Documentos que o Ministério da Fazenda tornou públicos em 13 de agosto mostram que a Secretaria de Prêmios e Apostas (SPA) autorizou a 1xBet a operar no Brasil sem registrar, nos pareceres que fundamentaram a decisão, o resultado de uma verificação que o próprio órgão havia considerado necessária. A exigência era identificar os donos da empresa cipriota apresentada como proprietária da marca e comprovar que eles não tinham relação com os três fundadores russos da casa de apostas.
Os pareceres só se tornaram públicos depois de o Ministério da Fazenda negar o acesso a eles pela Lei de Acesso à Informação e invocar a regra que protege informações pessoais por até cem anos. A negativa, que impedia inclusive a divulgação de trechos não sigilosos, gerou forte repercussão. No dia seguinte à revelação do caso, o ministro da Fazenda, Dario Durigan, anunciou uma força-tarefa com a Controladoria-Geral da União para rever a postura e prometeu a liberação dos processos já concluídos.
Segundo a documentação agora divulgada, em 7 de fevereiro de 2025 o coordenador-geral de Autorização de Apostas da SPA, André Luiz Gonçalves Garcia, reverteu o indeferimento inicial do pedido da Defy Ltda. e determinou que a empresa comprovasse a vigência do contrato de cessão da marca e a ausência de vínculos entre os sócios da Navasard Limited e Roman Semiokhin, Dimitri Kazorin e Sergey Karshkov. A nota técnica afirma que essa documentação era necessária para a “correta instrução do processo”.
Navasard e os fundadores não voltam a ser citados. Nos meses seguintes, a SPA analisou a composição societária da Defy, a idoneidade dos responsáveis, a origem dos recursos e o pagamento da outorga de R$ 30 milhões. Em 16 de julho, declarou cumpridas todas as exigências legais e regulamentares. Treze dias depois, a Portaria SPA/MF nº 1.666 autorizou a empresa a explorar a marca 1xBet por cinco anos. Em maio, o Estadão revelou que a 1xBet recebeu o aval do governo Lula depois de continuar aceitando apostas sem licença e de negar, em ações de consumidores, relação com sites ligados à marca.

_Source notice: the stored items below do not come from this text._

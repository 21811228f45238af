// Generic discovery engine
//
// One traversal for every file-based kind: walk the kind's directories,
// resolve each file to a class name, deduplicate, introspect, let the
// kind's strategy decide qualification and extract metadata, then run
// the flow analyzer where the kind asks for it.

use crate::analysis::component::{Component, ComponentKind, Metadata, ScanResult, Structure};
use crate::analysis::flow::FlowAnalyzer;
use crate::analysis::introspect::{AttributeProvider, TypeIntrospector};
use crate::analysis::providers::ProviderFacts;
use crate::analysis::resolve::{ClassIndex, PathResolver};
use crate::analysis::routes::RouteRegistry;
use crate::config::Config;
use crate::error::Result;
use crate::parser::PhpClass;
use std::collections::HashSet;
use std::path::{Path, PathBuf};
use tracing::{debug, info, warn};
use walkdir::WalkDir;

/// Per-call scan options
#[derive(Debug, Clone, Default)]
pub struct ScanOptions {
    /// Directories to scan instead of the kind's configured ones
    pub paths: Option<Vec<PathBuf>>,
    /// Overrides `scan.recursive`
    pub recursive: Option<bool>,
}

impl ScanOptions {
    pub fn new() -> Self {
        Self::default()
    }

    pub fn with_paths(mut self, paths: Vec<PathBuf>) -> Self {
        self.paths = Some(paths);
        self
    }

    pub fn with_recursive(mut self, recursive: bool) -> Self {
        self.recursive = Some(recursive);
        self
    }
}

/// Everything a mapper needs for one scan call
pub struct ScanContext<'a> {
    pub root: &'a Path,
    pub config: &'a Config,
    pub index: ClassIndex,
    pub providers: ProviderFacts,
    pub introspector: &'a dyn TypeIntrospector,
    pub attributes: &'a dyn AttributeProvider,
    pub routes: &'a dyn RouteRegistry,
    pub flow: FlowAnalyzer,
    pub exclude: Vec<glob::Pattern>,
}

impl<'a> ScanContext<'a> {
    /// Path relative to the root, with forward slashes
    pub fn relative(&self, path: &Path) -> String {
        relative_path(self.root, path)
    }

    /// Directories to walk for a kind
    pub fn directories(&self, kind: ComponentKind, options: &ScanOptions) -> Vec<PathBuf> {
        match &options.paths {
            Some(paths) => paths
                .iter()
                .map(|p| if p.is_absolute() { p.clone() } else { self.root.join(p) })
                .collect(),
            None => self
                .config
                .paths_for(kind)
                .iter()
                .map(|p| self.root.join(p))
                .collect(),
        }
    }

    pub fn recursive(&self, options: &ScanOptions) -> bool {
        options.recursive.unwrap_or(self.config.scan.recursive)
    }
}

/// Produces the scan result for one kind
pub trait Mapper {
    fn kind(&self) -> ComponentKind;

    fn scan(&self, ctx: &ScanContext<'_>, options: &ScanOptions) -> Result<ScanResult>;
}

/// Per-kind qualification and extraction
pub trait KindStrategy {
    fn kind(&self) -> ComponentKind;

    /// Whether the introspected class is a component of this kind
    fn qualifies(&self, class: &PhpClass, ctx: &ScanContext<'_>) -> bool;

    /// Kind-specific metadata
    fn extract(&self, class: &PhpClass, source: &str, ctx: &ScanContext<'_>) -> Result<Metadata>;

    /// Run the flow analyzer on the file
    fn analyzes_flow(&self) -> bool {
        false
    }

    /// Report protected methods in the structure too
    fn include_protected(&self) -> bool {
        false
    }
}

/// File-based mapper driven by a kind strategy
pub struct FileMapper<S> {
    strategy: S,
    resolver: PathResolver,
}

impl<S: KindStrategy> FileMapper<S> {
    pub fn new(strategy: S) -> Self {
        Self {
            strategy,
            resolver: PathResolver::new(),
        }
    }

    fn map_class(
        &self,
        class: &PhpClass,
        path: &Path,
        ctx: &ScanContext<'_>,
    ) -> Result<Component> {
        let source = std::fs::read_to_string(path)?;
        let metadata = self.strategy.extract(class, &source, ctx)?;

        let mut component =
            Component::from_class(self.strategy.kind(), class, ctx.relative(path), metadata);
        component.structure = Some(Structure::from_class(class, self.strategy.include_protected()));
        if self.strategy.analyzes_flow() {
            component.flow = Some(ctx.flow.analyze_with_imports(&source, &class.imports));
        }
        Ok(component)
    }
}

impl<S: KindStrategy> Mapper for FileMapper<S> {
    fn kind(&self) -> ComponentKind {
        self.strategy.kind()
    }

    fn scan(&self, ctx: &ScanContext<'_>, options: &ScanOptions) -> Result<ScanResult> {
        let kind = self.strategy.kind();
        let recursive = ctx.recursive(options);
        let mut seen = HashSet::new();
        let mut data = Vec::new();

        for dir in ctx.directories(kind, options) {
            for path in discover_files(ctx.root, &dir, recursive, &ctx.exclude) {
                let Some(fq_name) = self.resolver.resolve(&path) else {
                    debug!(path = %path.display(), "skipped: no namespaced type");
                    continue;
                };
                if seen.contains(&fq_name) {
                    continue;
                }

                let class = match ctx.introspector.introspect(&fq_name, &path) {
                    Ok(class) => class,
                    Err(e) => {
                        warn!(class = %fq_name, error = %e, "recording degraded entry");
                        data.push(Component::degraded(kind, &fq_name, ctx.relative(&path), e.to_string()));
                        seen.insert(fq_name);
                        continue;
                    }
                };

                if !self.strategy.qualifies(&class, ctx) {
                    debug!(class = %fq_name, kind = %kind, "skipped: does not qualify");
                    continue;
                }
                seen.insert(fq_name.clone());

                match self.map_class(&class, &path, ctx) {
                    Ok(component) => data.push(component),
                    Err(e) => {
                        warn!(class = %fq_name, error = %e, "recording degraded entry");
                        data.push(Component::degraded(kind, &fq_name, ctx.relative(&path), e.to_string()));
                    }
                }
            }
        }

        info!(kind = %kind, count = data.len(), "scan complete");
        Ok(ScanResult::new(kind, data))
    }
}

/// PHP files under `dir`, sorted, minus excluded root-relative paths.
/// A missing directory yields nothing.
pub fn discover_files(
    root: &Path,
    dir: &Path,
    recursive: bool,
    exclude: &[glob::Pattern],
) -> Vec<PathBuf> {
    if !dir.is_dir() {
        return Vec::new();
    }

    let walker = WalkDir::new(dir)
        .follow_links(true)
        .max_depth(if recursive { usize::MAX } else { 1 });

    let mut files: Vec<PathBuf> = walker
        .into_iter()
        .filter_map(|e| e.ok())
        .filter(|e| e.file_type().is_file())
        .map(|e| e.into_path())
        .filter(|p| p.extension().is_some_and(|ext| ext == "php"))
        .filter(|p| {
            let relative = relative_path(root, p);
            !exclude.iter().any(|pattern| pattern.matches(&relative))
        })
        .collect();

    files.sort();
    files
}

/// Compile exclude globs; invalid ones are reported by config validation
pub fn compile_excludes(patterns: &[String]) -> Vec<glob::Pattern> {
    patterns
        .iter()
        .filter_map(|p| glob::Pattern::new(p).ok())
        .collect()
}

fn relative_path(root: &Path, path: &Path) -> String {
    path.strip_prefix(root)
        .unwrap_or(path)
        .to_string_lossy()
        .replace('\\', "/")
}

#[cfg(test)]
mod tests {
    use super::*;
    use crate::analysis::introspect::SourceIntrospector;
    use crate::analysis::kinds::testing::{find, App};
    use crate::analysis::kinds::ServiceStrategy;
    use crate::error::Error;
    use std::fs;
    use tempfile::TempDir;

    fn write(root: &Path, rel: &str, contents: &str) {
        let path = root.join(rel);
        fs::create_dir_all(path.parent().unwrap()).unwrap();
        fs::write(path, contents).unwrap();
    }

    #[test]
    fn test_discover_recursive_and_flat() {
        let dir = TempDir::new().unwrap();
        write(dir.path(), "app/Jobs/A.php", "<?php");
        write(dir.path(), "app/Jobs/Nested/B.php", "<?php");
        write(dir.path(), "app/Jobs/readme.md", "x");

        let jobs = dir.path().join("app/Jobs");
        assert_eq!(discover_files(dir.path(), &jobs, true, &[]).len(), 2);
        assert_eq!(discover_files(dir.path(), &jobs, false, &[]).len(), 1);
    }

    #[test]
    fn test_discover_excludes() {
        let dir = TempDir::new().unwrap();
        write(dir.path(), "app/Jobs/A.php", "<?php");
        write(dir.path(), "app/Jobs/Legacy/B.php", "<?php");

        let exclude = compile_excludes(&["app/Jobs/Legacy/**".to_string()]);
        let files = discover_files(dir.path(), &dir.path().join("app/Jobs"), true, &exclude);
        assert_eq!(files.len(), 1);
        assert!(files[0].ends_with("A.php"));
    }

    #[test]
    fn test_discover_missing_dir() {
        let dir = TempDir::new().unwrap();
        assert!(discover_files(dir.path(), &dir.path().join("nope"), true, &[]).is_empty());
    }

    #[test]
    fn test_relative_path() {
        assert_eq!(
            relative_path(Path::new("/srv/app"), Path::new("/srv/app/app/Models/User.php")),
            "app/Models/User.php"
        );
    }

    /// Fails for classes named `Broken`, reads the source otherwise
    struct FailingIntrospector(SourceIntrospector);

    impl TypeIntrospector for FailingIntrospector {
        fn introspect(&self, fq_name: &str, path: &Path) -> Result<PhpClass> {
            if fq_name.ends_with("\\Broken") {
                return Err(Error::introspection(fq_name, "class could not be loaded"));
            }
            self.0.introspect(fq_name, path)
        }
    }

    #[test]
    fn test_failed_introspection_degrades_and_continues() {
        let app = App::new()
            .file("app/Services/A.php", "<?php\nnamespace App\\Services;\nclass A { public function run() {} }\n")
            .file("app/Services/Broken.php", "<?php\nnamespace App\\Services;\nclass Broken {}\n")
            .file("app/Services/Z.php", "<?php\nnamespace App\\Services;\nclass Z {}\n");

        let result = app.scan_with(ServiceStrategy, &FailingIntrospector(SourceIntrospector::new()));
        assert_eq!(result.count, 3);

        let names: Vec<_> = result.data.iter().map(|c| c.short_name.as_str()).collect();
        assert_eq!(names, vec!["A", "Broken", "Z"]);

        let broken = find(&result, "Broken");
        assert!(broken.is_degraded());
        assert_eq!(broken.file_path, "app/Services/Broken.php");
        assert!(broken.note.as_deref().unwrap().contains("could not be loaded"));
        assert!(!find(&result, "A").is_degraded());
        assert!(!find(&result, "Z").is_degraded());
    }

    #[test]
    fn test_scan_options_builder() {
        let options = ScanOptions::new()
            .with_paths(vec![PathBuf::from("src/Jobs")])
            .with_recursive(false);
        assert_eq!(options.paths.unwrap().len(), 1);
        assert_eq!(options.recursive, Some(false));
    }
}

A ausência não prova que a Defy tenha deixado de entregar os documentos. A Fazenda ressalva que publicou versões preparadas para divulgação e que os originais permanecem nos processos administrativos. O que se pode afirmar é que a prova não foi tornada pública, a diligência não foi descrita e os pareceres finais não explicam como a condição foi superada.

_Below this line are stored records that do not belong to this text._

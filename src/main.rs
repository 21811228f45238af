use std::process::ExitCode;

fn main() -> ExitCode {
    surveyor::cli::run()
}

A reportagem anterior desta série mostrou como a Fazenda aceitou participações brasileiras sem direito a voto e empresas nacionais controladas por estrangeiros para cumprir a exigência legal de 20% de capital brasileiro. Na Defy, os arquivos não indicam que a participação de Carlos Eduardo Ferreira, sócio brasileiro com 20%, tivesse restrição de voto. O ponto específico da 1xBet é a barreira de segurança criada depois do relatório da PF — e a falta de registro público sobre seu cumprimento.

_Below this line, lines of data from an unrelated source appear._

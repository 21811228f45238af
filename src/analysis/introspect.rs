// Introspection collaborators
//
// TypeIntrospector describes a class's structure. AttributeProvider
// supplies values a running application computes at runtime (table names,
// command signatures); the default reads them from property literals and
// a JSON file may override them per class.

use crate::error::{Error, Result};
use crate::parser::lexer::{split_top_level, unquote};
use crate::parser::literal::{string_list, string_map};
use crate::parser::{PhpClass, PhpParser};
use once_cell::sync::Lazy;
use regex::Regex;
use serde::{Deserialize, Serialize};
use std::collections::BTreeMap;
use std::path::Path;

static ON_QUEUE_RE: Lazy<Regex> = Lazy::new(|| {
    Regex::new(r#"onQueue\s*\(\s*['"]([^'"]+)['"]"#).expect("valid onQueue regex")
});

static ON_CONNECTION_RE: Lazy<Regex> = Lazy::new(|| {
    Regex::new(r#"onConnection\s*\(\s*['"]([^'"]+)['"]"#).expect("valid onConnection regex")
});

static RETURN_RE: Lazy<Regex> =
    Lazy::new(|| Regex::new(r"\breturn\s+").expect("valid return regex"));

/// Structural description of a type
pub trait TypeIntrospector {
    /// Describe the class `fq_name` declared in `path`
    fn introspect(&self, fq_name: &str, path: &Path) -> Result<PhpClass>;
}

/// Introspection by reading the declaring file
#[derive(Debug, Default, Clone, Copy)]
pub struct SourceIntrospector {
    parser: PhpParser,
}

impl SourceIntrospector {
    pub fn new() -> Self {
        Self::default()
    }
}

impl TypeIntrospector for SourceIntrospector {
    fn introspect(&self, fq_name: &str, path: &Path) -> Result<PhpClass> {
        let class = self
            .parser
            .parse_file(path)
            .map_err(|e| Error::introspection(fq_name, e.to_string()))?;
        if class.fq_name() != fq_name {
            return Err(Error::introspection(
                fq_name,
                format!("{} now declares {}", path.display(), class.fq_name()),
            ));
        }
        Ok(class)
    }
}

/// Values normally read from a live instance
#[derive(Debug, Clone, Default, PartialEq, Eq, Serialize, Deserialize)]
#[serde(default)]
pub struct RuntimeAttributes {
    pub table: Option<String>,
    pub primary_key: Option<String>,
    pub fillable: Option<Vec<String>>,
    pub guarded: Option<Vec<String>>,
    pub hidden: Option<Vec<String>>,
    pub casts: Option<BTreeMap<String, String>>,
    pub signature: Option<String>,
    pub command_name: Option<String>,
    pub description: Option<String>,
    pub aliases: Option<Vec<String>>,
    pub queue: Option<String>,
    pub connection: Option<String>,
}

impl RuntimeAttributes {
    /// Fields set in `over` win
    pub fn overlay(self, over: RuntimeAttributes) -> Self {
        Self {
            table: over.table.or(self.table),
            primary_key: over.primary_key.or(self.primary_key),
            fillable: over.fillable.or(self.fillable),
            guarded: over.guarded.or(self.guarded),
            hidden: over.hidden.or(self.hidden),
            casts: over.casts.or(self.casts),
            signature: over.signature.or(self.signature),
            command_name: over.command_name.or(self.command_name),
            description: over.description.or(self.description),
            aliases: over.aliases.or(self.aliases),
            queue: over.queue.or(self.queue),
            connection: over.connection.or(self.connection),
        }
    }
}

/// Runtime-only attributes of a component, given its identity
pub trait AttributeProvider {
    fn describe(&self, class: &PhpClass) -> Result<RuntimeAttributes>;
}

/// Reads runtime attributes from declared property defaults
#[derive(Debug, Default, Clone, Copy)]
pub struct SourceAttributes;

impl SourceAttributes {
    pub fn new() -> Self {
        Self
    }
}

impl AttributeProvider for SourceAttributes {
    fn describe(&self, class: &PhpClass) -> Result<RuntimeAttributes> {
        let string_prop = |name: &str| {
            class
                .property(name)
                .and_then(|p| p.default.as_deref())
                .and_then(unquote)
        };
        let list_prop = |name: &str| {
            class
                .property(name)
                .and_then(|p| p.default.as_deref())
                .map(string_list)
        };

        let casts = class
            .property("casts")
            .and_then(|p| p.default.as_deref())
            .map(string_map)
            .or_else(|| {
                class
                    .method("casts")
                    .and_then(|m| returned_array(m.body_text()))
                    .map(|raw| string_map(&raw))
            })
            .map(|pairs| pairs.into_iter().collect());

        let as_command = class.attribute("AsCommand").map(|a| parse_as_command(&a.arguments));
        let signature = string_prop("signature");
        let command_name = string_prop("name")
            .or_else(|| as_command.as_ref().and_then(|c| c.name.clone()))
            .or_else(|| {
                signature
                    .as_deref()
                    .and_then(|s| s.split_whitespace().next())
                    .map(str::to_string)
            });

        let constructor = class.constructor().map(|c| c.body_text()).unwrap_or("");

        Ok(RuntimeAttributes {
            table: string_prop("table"),
            primary_key: string_prop("primaryKey"),
            fillable: list_prop("fillable"),
            guarded: list_prop("guarded"),
            hidden: list_prop("hidden"),
            casts,
            signature,
            command_name,
            description: string_prop("description")
                .or_else(|| as_command.as_ref().and_then(|c| c.description.clone())),
            aliases: list_prop("aliases").or_else(|| as_command.and_then(|c| c.aliases)),
            queue: string_prop("queue")
                .or_else(|| ON_QUEUE_RE.captures(constructor).map(|c| c[1].to_string())),
            connection: string_prop("connection")
                .or_else(|| ON_CONNECTION_RE.captures(constructor).map(|c| c[1].to_string())),
        })
    }
}

/// Source attributes with per-class overrides loaded from JSON
///
/// The file maps fully-qualified class names to objects with any of the
/// [`RuntimeAttributes`] fields.
#[derive(Debug, Clone, Default)]
pub struct JsonAttributes {
    overrides: BTreeMap<String, RuntimeAttributes>,
    source: SourceAttributes,
}

impl JsonAttributes {
    pub fn new(overrides: BTreeMap<String, RuntimeAttributes>) -> Self {
        Self {
            overrides,
            source: SourceAttributes,
        }
    }

    pub fn load(path: &Path) -> Result<Self> {
        let contents = std::fs::read_to_string(path)?;
        Self::from_json(&contents)
    }

    pub fn from_json(contents: &str) -> Result<Self> {
        let overrides: BTreeMap<String, RuntimeAttributes> = serde_json::from_str(contents)?;
        Ok(Self::new(
            overrides
                .into_iter()
                .map(|(k, v)| (k.trim_start_matches('\\').to_string(), v))
                .collect(),
        ))
    }
}

impl AttributeProvider for JsonAttributes {
    fn describe(&self, class: &PhpClass) -> Result<RuntimeAttributes> {
        let base = self.source.describe(class)?;
        Ok(match self.overrides.get(&class.fq_name()) {
            Some(over) => base.overlay(over.clone()),
            None => base,
        })
    }
}

/// Array literal after the first `return` in a method body
pub fn returned_array(body: &str) -> Option<String> {
    let start = RETURN_RE.find(body)?.end();
    let rest = body[start..].trim_start();
    rest.starts_with('[').then(|| rest.to_string())
}

#[derive(Debug, Default)]
struct AsCommand {
    name: Option<String>,
    description: Option<String>,
    aliases: Option<Vec<String>>,
}

/// `#[AsCommand(name: 'x', description: 'y', aliases: ['z'])]`, named or positional
fn parse_as_command(arguments: &str) -> AsCommand {
    let mut command = AsCommand::default();
    for (position, arg) in split_top_level(arguments, b',').into_iter().enumerate() {
        let arg = arg.trim();
        let (key, value) = match arg.split_once(':') {
            Some((key, value)) if key.trim().chars().all(|c| c.is_ascii_alphanumeric() || c == '_') => {
                (key.trim().to_string(), value.trim())
            }
            _ => (
                match position {
                    0 => "name",
                    1 => "description",
                    2 => "aliases",
                    _ => "",
                }
                .to_string(),
                arg,
            ),
        };
        match key.as_str() {
            "name" => command.name = unquote(value),
            "description" => command.description = unquote(value),
            "aliases" => command.aliases = Some(string_list(value)),
            _ => {}
        }
    }
    command
}

#[cfg(test)]
mod tests {
    use super::*;
    use std::path::PathBuf;

    fn class(source: &str) -> PhpClass {
        PhpParser::new()
            .parse_source(source, PathBuf::from("x.php"))
            .unwrap()
    }

    #[test]
    fn test_model_attributes() {
        let model = class(
            r#"<?php
namespace App\Models;
class Invoice extends Model {
    protected $table = 'billing_invoices';
    protected $primaryKey = 'invoice_id';
    protected $fillable = ['number', 'total'];
    protected $hidden = ['secret'];
    protected function casts(): array
    {
        return [
            'paid_at' => 'datetime',
            'total' => 'decimal:2',
        ];
    }
}
"#,
        );
        let attrs = SourceAttributes.describe(&model).unwrap();
        assert_eq!(attrs.table.as_deref(), Some("billing_invoices"));
        assert_eq!(attrs.primary_key.as_deref(), Some("invoice_id"));
        assert_eq!(attrs.fillable, Some(vec!["number".to_string(), "total".to_string()]));
        assert_eq!(attrs.guarded, None);
        let casts = attrs.casts.unwrap();
        assert_eq!(casts.get("paid_at").map(String::as_str), Some("datetime"));
        assert_eq!(casts.get("total").map(String::as_str), Some("decimal:2"));
    }

    #[test]
    fn test_command_attributes_from_properties() {
        let command = class(
            r#"<?php
namespace App\Console\Commands;
class PruneLogs extends Command {
    protected $signature = 'logs:prune {--days=30}';
    protected $description = 'Delete old log rows';
}
"#,
        );
        let attrs = SourceAttributes.describe(&command).unwrap();
        assert_eq!(attrs.signature.as_deref(), Some("logs:prune {--days=30}"));
        assert_eq!(attrs.command_name.as_deref(), Some("logs:prune"));
        assert_eq!(attrs.description.as_deref(), Some("Delete old log rows"));
    }

    #[test]
    fn test_command_attributes_from_as_command() {
        let command = class(
            r#"<?php
namespace App\Console\Commands;
#[AsCommand(name: 'app:sync', description: 'Sync things', aliases: ['sync'])]
class SyncCommand extends Command {}
"#,
        );
        let attrs = SourceAttributes.describe(&command).unwrap();
        assert_eq!(attrs.command_name.as_deref(), Some("app:sync"));
        assert_eq!(attrs.description.as_deref(), Some("Sync things"));
        assert_eq!(attrs.aliases, Some(vec!["sync".to_string()]));
    }

    #[test]
    fn test_positional_as_command() {
        let parsed = parse_as_command("'app:report', 'Build report'");
        assert_eq!(parsed.name.as_deref(), Some("app:report"));
        assert_eq!(parsed.description.as_deref(), Some("Build report"));
    }

    #[test]
    fn test_queue_from_constructor() {
        let job = class(
            r#"<?php
namespace App\Jobs;
class Export {
    public function __construct() { $this->onQueue('exports'); $this->onConnection('redis'); }
}
"#,
        );
        let attrs = SourceAttributes.describe(&job).unwrap();
        assert_eq!(attrs.queue.as_deref(), Some("exports"));
        assert_eq!(attrs.connection.as_deref(), Some("redis"));
    }

    #[test]
    fn test_json_overrides() {
        let provider = JsonAttributes::from_json(
            r#"{"\\App\\Models\\User": {"table": "members", "fillable": ["email"]}}"#,
        )
        .unwrap();
        let user = class("<?php\nnamespace App\\Models;\nclass User { protected $table = 'users'; protected $hidden = ['password']; }\n");
        let attrs = provider.describe(&user).unwrap();
        assert_eq!(attrs.table.as_deref(), Some("members"));
        assert_eq!(attrs.fillable, Some(vec!["email".to_string()]));
        assert_eq!(attrs.hidden, Some(vec!["password".to_string()]));
    }

    #[test]
    fn test_json_overrides_invalid() {
        assert!(JsonAttributes::from_json("not json").is_err());
    }

    #[test]
    fn test_source_introspector_mismatch() {
        let dir = tempfile::TempDir::new().unwrap();
        let path = dir.path().join("User.php");
        std::fs::write(&path, "<?php\nnamespace App\\Models;\nclass Member {}\n").unwrap();

        let introspector = SourceIntrospector::new();
        assert!(introspector.introspect("App\\Models\\Member", &path).is_ok());
        let err = introspector.introspect("App\\Models\\User", &path).unwrap_err();
        assert!(matches!(err, Error::Introspection { .. }));
        assert!(introspector
            .introspect("App\\Models\\Gone", &dir.path().join("Gone.php"))
            .is_err());
    }
}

O silêncio recai sobre uma marca submetida a restrições em vários mercados. Em 2023, o presidente ucraniano Volodymyr Zelensky incluiu empresas associadas à 1xBet e seus fundadores em uma lista de sanções, sob suspeita de apoio financeiro à Rússia. A empresa deixou o mercado britânico em 2019, quando a plataforma que a hospedava sob licença suspendeu o site após investigação do Sunday Times e apuração do regulador, e é proibida ou bloqueada em países como França, Estados Unidos e Austrália. Corentin Segalen, presidente do Grupo de Copenhague — braço da Convenção de Macolin, à qual o Brasil aderiu em setembro —, chamou a companhia de “Grupo Wagner das apostas esportivas” em entrevista ao Byline Times.
Relatórios privados vão além. A Callisto Research estimou movimentação global de US$ 2 bilhões por ano e classificou a 1xBet como provavelmente o maior esquema de apostas ilegais do mundo em receitas; o documento reproduz investigação do Bellingcat segundo a qual a rede transmite até 1,2 mil eventos esportivos falsos por dia, alguns com crianças, na Ucrânia e em Belarus. Outro levantamento, da Muddy Waters Research, afirma que os fundadores são procurados na própria Rússia por organizar jogos de azar ilegais. Foram esses antecedentes, somados a um alerta da Polícia Federal, que levaram a SPA a criar a barreira de segurança que depois desapareceu dos autos.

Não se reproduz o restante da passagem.